>>>
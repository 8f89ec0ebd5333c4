//! cellsnake-pipeline: Pure boundary refinement and feature pipeline (sans-IO).
//!
//! Turns an operator-drawn rough outline of a cell into a smooth closed
//! curve that follows the nearest intensity edge, measures the curve,
//! and reduces the measurements of every cell on an image into one
//! summary record:
//!
//! grayscale -> blur -> Sobel edge field -> snake refinement ->
//! feature extraction -> session accumulation -> summary.
//!
//! This crate has **no I/O dependencies** -- it operates on in-memory
//! byte slices and returns structured data. Storing summaries is
//! delegated to a [`SummarySink`]; the file-backed store lives in
//! `cellsnake-io`.

pub mod blur;
pub mod config;
pub mod edge;
pub mod features;
pub mod geometry;
pub mod grayscale;
pub mod session;
pub mod snake;
pub mod types;

pub use config::{AnalysisConfig, SnakeConfig};
pub use edge::{EdgeField, edge_field_from_bytes};
pub use session::{Entry, FinalizeError, RefinedEntry, Session, SummarySink, summarize};
pub use snake::{RefineReport, refine, refine_with_report};
pub use types::{
    AnalysisError, Boundary, BoundaryIndex, Dimensions, FeatureTuple, ImageId, Point, Polyline,
    RefinedCurve, SummaryRecord,
};

/// Refine one boundary and measure the result without recording it.
///
/// `image` is the extent of the image the boundary was drawn on.
///
/// # Errors
///
/// Propagates [`snake::refine`] errors.
pub fn refine_and_measure(
    boundary: &Boundary,
    field: &EdgeField,
    image: Dimensions,
    config: &AnalysisConfig,
) -> Result<(RefinedCurve, FeatureTuple), AnalysisError> {
    let curve = snake::refine(boundary, field, image, &config.snake)?;
    let features = features::extract(&curve, config.magnification);
    Ok((curve, features))
}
<<<
**TASK DESCRIPTION:**
Please find every line in the records that contains the word "drawn", and copy it out.

**RESULT FOR THIS EXERCISE:**
//! Turns an operator-drawn rough outline of a cell into a smooth closed
/// `image` is the extent of the image the boundary was drawn on.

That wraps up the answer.